◆ To do: Each line of the listing that contains the word "const" is to be copied.

◆ Data shown:
★ ★ ★ ★

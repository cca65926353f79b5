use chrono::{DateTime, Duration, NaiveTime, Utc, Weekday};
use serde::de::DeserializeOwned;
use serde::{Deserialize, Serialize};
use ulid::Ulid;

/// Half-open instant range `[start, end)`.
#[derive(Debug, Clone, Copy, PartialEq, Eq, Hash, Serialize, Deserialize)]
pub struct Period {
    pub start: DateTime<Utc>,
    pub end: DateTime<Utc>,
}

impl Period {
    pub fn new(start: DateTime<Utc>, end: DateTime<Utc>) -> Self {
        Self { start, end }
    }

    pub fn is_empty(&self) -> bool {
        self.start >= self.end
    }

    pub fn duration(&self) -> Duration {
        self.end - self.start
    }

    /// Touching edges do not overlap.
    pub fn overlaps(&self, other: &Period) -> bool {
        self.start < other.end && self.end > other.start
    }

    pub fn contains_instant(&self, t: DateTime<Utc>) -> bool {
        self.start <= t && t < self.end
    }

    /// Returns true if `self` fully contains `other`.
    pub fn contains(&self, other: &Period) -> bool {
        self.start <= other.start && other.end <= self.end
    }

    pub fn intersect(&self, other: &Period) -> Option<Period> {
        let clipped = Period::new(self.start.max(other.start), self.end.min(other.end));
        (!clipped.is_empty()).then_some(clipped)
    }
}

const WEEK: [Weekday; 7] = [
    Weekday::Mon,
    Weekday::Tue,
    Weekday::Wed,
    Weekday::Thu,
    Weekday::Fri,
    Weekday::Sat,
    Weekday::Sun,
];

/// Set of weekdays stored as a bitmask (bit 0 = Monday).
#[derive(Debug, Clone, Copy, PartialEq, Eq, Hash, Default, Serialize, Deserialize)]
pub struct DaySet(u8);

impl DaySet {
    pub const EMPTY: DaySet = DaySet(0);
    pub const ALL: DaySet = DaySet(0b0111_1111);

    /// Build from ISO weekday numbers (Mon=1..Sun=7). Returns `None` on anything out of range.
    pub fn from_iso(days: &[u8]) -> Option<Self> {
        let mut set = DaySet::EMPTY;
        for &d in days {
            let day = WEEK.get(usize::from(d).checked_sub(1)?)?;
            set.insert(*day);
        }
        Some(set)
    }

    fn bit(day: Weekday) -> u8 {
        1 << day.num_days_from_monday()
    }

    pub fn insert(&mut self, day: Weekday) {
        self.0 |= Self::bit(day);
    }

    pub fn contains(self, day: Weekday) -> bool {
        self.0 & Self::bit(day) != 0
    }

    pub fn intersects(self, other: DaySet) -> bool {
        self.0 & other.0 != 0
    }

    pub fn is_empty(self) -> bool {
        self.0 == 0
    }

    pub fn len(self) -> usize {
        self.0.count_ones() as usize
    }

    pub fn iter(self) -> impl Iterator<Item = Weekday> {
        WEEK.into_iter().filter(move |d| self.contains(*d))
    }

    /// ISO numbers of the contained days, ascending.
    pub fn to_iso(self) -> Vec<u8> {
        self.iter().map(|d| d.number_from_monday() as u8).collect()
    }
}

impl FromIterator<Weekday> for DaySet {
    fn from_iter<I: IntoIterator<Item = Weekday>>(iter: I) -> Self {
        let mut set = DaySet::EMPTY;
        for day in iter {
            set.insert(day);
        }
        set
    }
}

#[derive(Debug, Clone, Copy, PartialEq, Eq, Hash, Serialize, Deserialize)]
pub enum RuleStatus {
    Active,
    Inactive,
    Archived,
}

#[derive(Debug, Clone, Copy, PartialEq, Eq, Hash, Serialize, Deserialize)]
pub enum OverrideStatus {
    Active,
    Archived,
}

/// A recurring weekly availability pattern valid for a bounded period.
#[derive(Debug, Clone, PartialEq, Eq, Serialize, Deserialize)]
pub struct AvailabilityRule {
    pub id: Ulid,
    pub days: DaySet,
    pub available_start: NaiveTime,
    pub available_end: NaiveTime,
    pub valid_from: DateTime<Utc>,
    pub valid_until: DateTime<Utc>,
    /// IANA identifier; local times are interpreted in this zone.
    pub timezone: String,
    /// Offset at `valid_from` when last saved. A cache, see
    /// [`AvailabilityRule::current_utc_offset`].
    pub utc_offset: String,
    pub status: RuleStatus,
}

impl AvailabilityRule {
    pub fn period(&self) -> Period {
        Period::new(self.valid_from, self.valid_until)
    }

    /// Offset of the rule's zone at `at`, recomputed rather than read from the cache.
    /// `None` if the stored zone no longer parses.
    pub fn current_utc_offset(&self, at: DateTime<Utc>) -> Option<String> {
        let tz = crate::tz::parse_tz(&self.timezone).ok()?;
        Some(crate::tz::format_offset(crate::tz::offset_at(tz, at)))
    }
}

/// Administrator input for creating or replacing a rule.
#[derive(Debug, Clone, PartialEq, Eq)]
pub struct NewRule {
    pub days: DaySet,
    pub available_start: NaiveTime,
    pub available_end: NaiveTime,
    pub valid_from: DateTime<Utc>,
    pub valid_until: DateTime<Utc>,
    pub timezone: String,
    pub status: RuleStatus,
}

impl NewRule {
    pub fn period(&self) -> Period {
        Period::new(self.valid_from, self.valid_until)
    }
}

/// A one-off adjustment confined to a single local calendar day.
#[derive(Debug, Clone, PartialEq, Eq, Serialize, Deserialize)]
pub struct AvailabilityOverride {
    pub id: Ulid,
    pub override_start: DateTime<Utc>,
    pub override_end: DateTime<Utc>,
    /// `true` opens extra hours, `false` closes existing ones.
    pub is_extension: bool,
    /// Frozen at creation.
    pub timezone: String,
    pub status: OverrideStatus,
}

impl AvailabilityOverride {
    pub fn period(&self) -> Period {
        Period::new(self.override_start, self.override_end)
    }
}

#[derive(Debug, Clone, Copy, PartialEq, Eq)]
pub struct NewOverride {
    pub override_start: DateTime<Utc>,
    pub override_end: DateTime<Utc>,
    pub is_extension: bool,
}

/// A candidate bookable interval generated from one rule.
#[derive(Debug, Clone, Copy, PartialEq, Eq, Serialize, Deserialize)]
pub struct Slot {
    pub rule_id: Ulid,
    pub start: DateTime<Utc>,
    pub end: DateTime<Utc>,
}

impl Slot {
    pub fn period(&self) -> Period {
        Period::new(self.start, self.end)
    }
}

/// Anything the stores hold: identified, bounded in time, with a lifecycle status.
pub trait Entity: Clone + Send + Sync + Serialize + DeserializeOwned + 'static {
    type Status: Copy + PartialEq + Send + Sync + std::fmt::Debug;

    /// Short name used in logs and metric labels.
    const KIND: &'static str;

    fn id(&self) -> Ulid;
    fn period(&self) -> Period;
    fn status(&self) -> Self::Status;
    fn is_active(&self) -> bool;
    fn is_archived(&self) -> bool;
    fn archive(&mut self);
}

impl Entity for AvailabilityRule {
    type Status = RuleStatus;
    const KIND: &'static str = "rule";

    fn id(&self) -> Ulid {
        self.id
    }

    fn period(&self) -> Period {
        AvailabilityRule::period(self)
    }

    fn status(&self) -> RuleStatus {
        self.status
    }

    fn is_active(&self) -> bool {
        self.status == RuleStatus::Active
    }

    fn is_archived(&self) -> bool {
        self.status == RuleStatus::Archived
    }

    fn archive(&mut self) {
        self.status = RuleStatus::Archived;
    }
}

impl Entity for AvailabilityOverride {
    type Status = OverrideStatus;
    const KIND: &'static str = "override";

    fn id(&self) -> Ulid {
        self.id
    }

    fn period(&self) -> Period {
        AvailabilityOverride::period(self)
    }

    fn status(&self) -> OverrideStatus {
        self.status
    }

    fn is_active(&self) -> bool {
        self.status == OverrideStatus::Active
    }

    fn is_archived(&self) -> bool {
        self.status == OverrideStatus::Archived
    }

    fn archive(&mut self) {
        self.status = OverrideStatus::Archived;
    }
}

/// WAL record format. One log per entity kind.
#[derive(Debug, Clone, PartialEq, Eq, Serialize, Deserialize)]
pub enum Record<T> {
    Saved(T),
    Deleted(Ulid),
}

★ ★ ★ ★

◆ Answer to this exercise:
const WEEK: [Weekday; 7] = [
    pub const EMPTY: DaySet = DaySet(0);
    pub const ALL: DaySet = DaySet(0b0111_1111);
    const KIND: &'static str;
    const KIND: &'static str = "rule";
    const KIND: &'static str = "override";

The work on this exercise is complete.